#### Data for processing

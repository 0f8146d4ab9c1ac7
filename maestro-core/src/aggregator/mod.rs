//! Output aggregation
//!
//! Merges the results several agents produced for one logical task.
//! Strategy selection filters by task type (or the `*` wildcard) and
//! takes the lowest priority number; a single result bypasses selection.

mod quality;
mod strategies;
mod types;

use std::collections::VecDeque;
use std::sync::{Arc, Mutex, PoisonError, RwLock};

use chrono::Utc;
use tracing::{debug, info, instrument};

use crate::agent::{Task, TaskResult, new_id};
use crate::config::AggregatorConfig;
use crate::error::AggregationError;
use crate::state::CoordinationPlan;

pub use quality::{
    completeness, consistency, detect_output_format, jaccard_similarity, quality_metrics, relevance,
};
pub use strategies::{
    ANY_TASK_TYPE, AggregationStrategy, BestResult, CONSENSUS_SUPPORT_THRESHOLD, CompileTests,
    Consensus, ConsolidateReviews, MergeCode, MergeDocumentation, SynthesizeAnalysis,
    WeightedAverage, all_failed, best_result_score, builtin_strategies,
};
pub use types::{
    AggregatedOutput, AggregationMetadata, AggregationSummary, QualityMetrics, SINGLE_RESULT,
    StrategyInfo,
};

/// Quality reported for a lone successful result
const SINGLE_SUCCESS_QUALITY: QualityMetrics = QualityMetrics {
    consistency: 1.0,
    completeness: 1.0,
    relevance: 0.95,
};

const SINGLE_FAILURE_QUALITY: QualityMetrics = QualityMetrics {
    consistency: 1.0,
    completeness: 0.0,
    relevance: 0.0,
};

pub struct OutputAggregator {
    config: AggregatorConfig,
    strategies: RwLock<Vec<Arc<dyn AggregationStrategy>>>,
    /// Most recent first
    history: Mutex<VecDeque<AggregatedOutput>>,
}

impl OutputAggregator {
    pub fn new(config: AggregatorConfig) -> Self {
        Self {
            config,
            strategies: RwLock::new(builtin_strategies()),
            history: Mutex::new(VecDeque::new()),
        }
    }

    /// Merge `results` for `task` into one output and record it
    #[instrument(
        name = "aggregator::aggregate",
        skip(self, results, task, plan),
        fields(task_id = %task_id, results = results.len())
    )]
    pub fn aggregate(
        &self,
        task_id: &str,
        results: Vec<TaskResult>,
        task: &Task,
        plan: Option<&CoordinationPlan>,
    ) -> Result<AggregatedOutput, AggregationError> {
        if results.is_empty() {
            return Err(AggregationError::NoResults(task_id.to_string()));
        }

        let (strategy, final_output, quality) = if let [only] = results.as_slice() {
            let (output, quality) = match (&only.output, only.success) {
                (Some(output), true) => (output.clone(), SINGLE_SUCCESS_QUALITY),
                (None, true) => (serde_json::Value::Null, SINGLE_SUCCESS_QUALITY),
                (_, false) => (all_failed(&results), SINGLE_FAILURE_QUALITY),
            };
            (SINGLE_RESULT.to_string(), output, quality)
        } else {
            let strategy = self.select(task.task_type.as_str())?;
            let output = strategy.aggregate(&results, task);
            let quality = quality_metrics(&results, task, &output);
            (strategy.name().to_string(), output, quality)
        };

        let aggregated = AggregatedOutput {
            id: new_id(),
            task_id: task_id.to_string(),
            plan_id: plan.map(|p| p.id.clone()),
            summary: AggregationSummary::from_results(&results),
            metadata: AggregationMetadata {
                timestamp: Utc::now(),
                strategy,
                output_format: detect_output_format(task, &final_output),
                quality,
            },
            final_output,
            results,
        };

        info!(
            aggregation_id = %aggregated.id,
            strategy = %aggregated.metadata.strategy,
            successful = aggregated.summary.successful_results,
            failed = aggregated.summary.failed_results,
            "Aggregated task results"
        );

        let mut history = self.history.lock().unwrap_or_else(PoisonError::into_inner);
        history.push_front(aggregated.clone());
        history.truncate(self.config.max_history);
        Ok(aggregated)
    }

    /// Strategy that would be chosen for a multi-result aggregation
    pub fn select_strategy(&self, task_type: &str) -> Result<String, AggregationError> {
        self.select(task_type).map(|s| s.name().to_string())
    }

    fn select(&self, task_type: &str) -> Result<Arc<dyn AggregationStrategy>, AggregationError> {
        let strategies = self.strategies.read().unwrap_or_else(PoisonError::into_inner);
        // min_by_key keeps the first of equal priorities
        strategies
            .iter()
            .filter(|s| s.handles(task_type))
            .min_by_key(|s| s.priority())
            .cloned()
            .ok_or_else(|| AggregationError::NoStrategy {
                task_type: task_type.to_string(),
            })
    }

    /// Register a strategy, replacing any with the same name
    pub fn add_strategy(&self, strategy: Arc<dyn AggregationStrategy>) {
        let mut strategies = self.strategies.write().unwrap_or_else(PoisonError::into_inner);
        strategies.retain(|s| s.name() != strategy.name());
        debug!(strategy = %strategy.name(), "Registered aggregation strategy");
        strategies.push(strategy);
    }

    pub fn remove_strategy(&self, name: &str) -> Result<(), AggregationError> {
        let mut strategies = self.strategies.write().unwrap_or_else(PoisonError::into_inner);
        let before = strategies.len();
        strategies.retain(|s| s.name() != name);
        if strategies.len() == before {
            return Err(AggregationError::StrategyNotFound(name.to_string()));
        }
        Ok(())
    }

    pub fn strategies(&self) -> Vec<StrategyInfo> {
        self.strategies
            .read()
            .unwrap_or_else(PoisonError::into_inner)
            .iter()
            .map(|s| StrategyInfo {
                name: s.name().to_string(),
                supports: s.supports(),
                priority: s.priority(),
            })
            .collect()
    }

    pub fn get(&self, id: &str) -> Option<AggregatedOutput> {
        self.history
            .lock()
            .unwrap_or_else(PoisonError::into_inner)
            .iter()
            .find(|a| a.id == id)
            .cloned()
    }

    /// Most recent first
    pub fn history(&self, limit: Option<usize>) -> Vec<AggregatedOutput> {
        let history = self.history.lock().unwrap_or_else(PoisonError::into_inner);
        history
            .iter()
            .take(limit.unwrap_or(usize::MAX))
            .cloned()
            .collect()
    }

    pub fn clear_history(&self) {
        self.history
            .lock()
            .unwrap_or_else(PoisonError::into_inner)
            .clear();
    }
}

impl Default for OutputAggregator {
    fn default() -> Self {
        Self::new(AggregatorConfig::default())
    }
}
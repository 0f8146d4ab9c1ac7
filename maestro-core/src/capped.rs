//! Capped, timestamp-evicted buffers for message and result history

use std::collections::VecDeque;

use chrono::{DateTime, Utc};

/// Push `item` and evict oldest-by-timestamp entries until `len <= cap`
///
/// Entries usually arrive in timestamp order, but callers may record
/// back-dated items; the evicted entry is always the one with the smallest
/// timestamp (first one wins on ties), so the retained set is the `cap`
/// most recent.
pub(crate) fn push_capped<T>(
    buffer: &mut VecDeque<T>,
    item: T,
    cap: usize,
    timestamp: impl Fn(&T) -> DateTime<Utc>,
) {
    buffer.push_back(item);
    while buffer.len() > cap {
        let oldest = buffer
            .iter()
            .enumerate()
            .min_by_key(|(_, entry)| timestamp(entry))
            .map(|(index, _)| index);
        match oldest {
            Some(index) => {
                buffer.remove(index);
            }
            None => break,
        }
    }
}

/// Drop every entry older than `cutoff`, returning how many were removed
pub(crate) fn evict_before<T>(
    buffer: &mut VecDeque<T>,
    cutoff: DateTime<Utc>,
    timestamp: impl Fn(&T) -> DateTime<Utc>,
) -> usize {
    let before = buffer.len();
    buffer.retain(|entry| timestamp(entry) >= cutoff);
    before - buffer.len()
}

########

Problem to work on :: Looking at the data above, write out exactly the lines that start at the one containing "history.push_front(aggregated.clone());" and end at the one containing "a multi-result aggregation"; include both and nothing beyond.

Response for this exercise ::
        history.push_front(aggregated.clone());
        history.truncate(self.config.max_history);
        Ok(aggregated)
    }

    /// Strategy that would be chosen for a multi-result aggregation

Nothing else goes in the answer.